The following is a symposium contribution from Tabatha Abu el-Haj (Drexel):
Let us hope that the likelihood that the election will turn on Pennsylvania is indeed low. Reputable state polling has consistently favored Joe Biden by small but significant margins for weeks, and analysts predict votes for him will fall well-outside the so-called margin of litigation. But is Biden’s lead in the polls comfortable enough to forgo the uncertain number of mail-in ballots that are going to be thrown out for errors?
The surge in mail-in voting in Pennsylvania has led to the casting of approximately 2.3 million mail-in ballots as of October 30, with as many as one million more outstanding. This creates a variety of opportunities for voter frustration, Election Day confusion, and inadvertent spoilage.
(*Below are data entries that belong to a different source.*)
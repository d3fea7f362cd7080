//! Commerce API contract and HTTP client.
//!
//! # Architecture
//!
//! - The backend is the source of truth for the cart; the client never
//!   validates quantities itself (floors are enforced server-side)
//! - [`CommerceApi`] is the seam the coalescer depends on, so tests can swap
//!   in an in-memory backend
//! - [`HttpCommerceClient`] implements it over JSON/HTTP with `reqwest`
//! - Every payload is normalized into `cartsync_core` records in [`wire`]
//!
//! # Example
//!
//! ```rust,ignore
//! use cartsync_client::api::{CommerceApi, HttpCommerceClient};
//!
//! let client = HttpCommerceClient::new(&config.api)?;
//! let snapshot = client.fetch_cart(&user_id).await?;
//! client.submit_cart_delta(&user_id, product_id, 3).await?;
//! ```

mod http;
pub mod wire;

use std::future::Future;

use cartsync_core::{CartSnapshot, NetDelta, ProductId, UserId};
use thiserror::Error;

pub use http::{HttpCommerceClient, REQUEST_ID_HEADER};
pub use wire::products_from_payload;

/// Errors that can occur when talking to the commerce API.
#[derive(Debug, Error)]
pub enum ApiError {
    /// HTTP request failed before a response arrived.
    #[error("HTTP error: {0}")]
    Http(#[from] reqwest::Error),

    /// The request exceeded the transport timeout.
    #[error("Request timed out")]
    Timeout,

    /// JSON parsing failed.
    #[error("JSON parse error: {0}")]
    Parse(#[from] serde_json::Error),

    /// The backend no longer recognizes the user; re-authentication required.
    #[error("Session expired: {0}")]
    SessionNotFound(String),

    /// The backend refused the operation (e.g. quantity would drop below zero).
    #[error("Rejected ({status}): {message}")]
    Rejected {
        /// HTTP status code.
        status: u16,
        /// Message from the backend's error body.
        message: String,
    },

    /// A request could not be built from the given input.
    #[error("Invalid payload: {0}")]
    InvalidPayload(String),
}

impl ApiError {
    /// Whether the surrounding application should force re-authentication.
    #[must_use]
    pub const fn requires_reauth(&self) -> bool {
        matches!(self, Self::SessionNotFound(_))
    }

    /// Map a transport error, separating timeouts from other failures.
    pub(crate) fn from_transport(error: reqwest::Error) -> Self {
        if error.is_timeout() {
            Self::Timeout
        } else {
            Self::Http(error)
        }
    }
}

/// Operations the cart engine needs from the commerce backend.
///
/// Implementations must be cheap to share across tasks; the coalescer holds
/// one instance for the whole session.
pub trait CommerceApi: Send + Sync + 'static {
    /// Fetch the authoritative cart for `user_id`.
    fn fetch_cart(
        &self,
        user_id: &UserId,
    ) -> impl Future<Output = Result<CartSnapshot, ApiError>> + Send;

    /// Apply one net quantity change to one product.
    fn submit_cart_delta(
        &self,
        user_id: &UserId,
        product_id: ProductId,
        net_quantity: i64,
    ) -> impl Future<Output = Result<(), ApiError>> + Send;

    /// Apply several net changes in one call. All-or-nothing on the backend.
    fn submit_cart_delta_batch(
        &self,
        user_id: &UserId,
        deltas: &[NetDelta],
    ) -> impl Future<Output = Result<(), ApiError>> + Send;

    /// Remove every line from the cart.
    fn clear_cart(&self, user_id: &UserId) -> impl Future<Output = Result<(), ApiError>> + Send;
}

#[cfg(test)]
mod tests {
    use super::*;

    #[test]
    fn test_api_error_display() {
        let err = ApiError::SessionNotFound("user not found. Please login again.".to_string());
        assert_eq!(
            err.to_string(),
            "Session expired: user not found. Please login again."
        );

        let err = ApiError::Rejected {
            status: 400,
            message: "quantity cannot go below zero".to_string(),
        };
        assert_eq!(
            err.to_string(),
            "Rejected (400): quantity cannot go below zero"
        );
    }

    #[test]
    fn test_requires_reauth_only_for_session_not_found() {
        assert!(ApiError::SessionNotFound(String::new()).requires_reauth());
        assert!(!ApiError::Timeout.requires_reauth());
        assert!(
            !ApiError::Rejected {
                status: 404,
                message: String::new()
            }
            .requires_reauth()
        );
    }
}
The U.S. Election Project currently suggests the number rejected mail-in ballots is insignificant. But we know that, in a normal election, 1-2% of mail-in ballots are rejected and that the percentage is often higher in states, like Pennsylvania, with less experience with mail-in voting. Moreover, there is good reason to believe that the official numbers being tracked by the U.S. Election Project underrepresent the problem. Pennsylvania counties are approaching both record-keeping and outreach over defective ballots differently, with some refusing to officially reject defective mail-in ballots before Election Day. Second, and relatedly, many Pennsylvania voters who requested mail-in ballots are now planning to vote in person. This process is cumbersome. It is a safe bet many will forget to bring their mail-in ballot and its envelope and be forced to wait in long lines to cast provisional ballots with all the additional requirements.
If Pennsylvania is tight and it matters, there will be litigation over the count. And commentators should not concede to Justice Kavanaugh’s characterization of the Pennsylvania Supreme Court’s decision as one which overrides “a clearly expressed intent of the legislature.”
The Pennsylvania Supreme Court’s interpretation of Act 77 is neither antithetical to the text nor unreasonable. The Pennsylvania Supreme Court did not hold that an 8:00 pm deadline on Election Day for the receipt of ballots is per se constitutionally infirm, thereby rewriting the Commonwealth’s election code. Its decision takes up a narrower question: how to address the fact that Act 77 is silent about how to accommodate the deadline in the context of a natural disaster or emergency? The Court turned to its precedents based in the Commonwealth’s Free and Equal Elections Clause to answer that question. To be sure, a textualist might argue Act 77’s silence was a hard-fought compromise, but there is no evidence of that, and it is equally reasonable to argue that the statutory deadline was passed in full knowledge of these equitable decisions.
No doubt the real issue is that Justice Kavanaugh and the others disagree with the Pennsylvania Supreme Court’s lack of “hesitation in concluding that the on-going Covid-19 pandemic equates to a natural disaster.” But that factual judgment is surely neither unreasonable nor a federal question.
I will spare readers a more detailed analysis unless the matter gets back to the Court. In the meanwhile, I will say that I am increasingly of the view that the Supreme Court has actively intervening ex ante to maintain stringent ballot counting rules because, at some level, it recognizes that the political climate has significantly shifted since 2000, and any ex-post decisions that hand President Trump a second term by stopping the count are likely to result in massive civil unrest—unrest fueled by frustrations with the pandemic, massive unemployment, a summer of racial reckoning, and far-right, White Supremacist groups keen to unleash violence.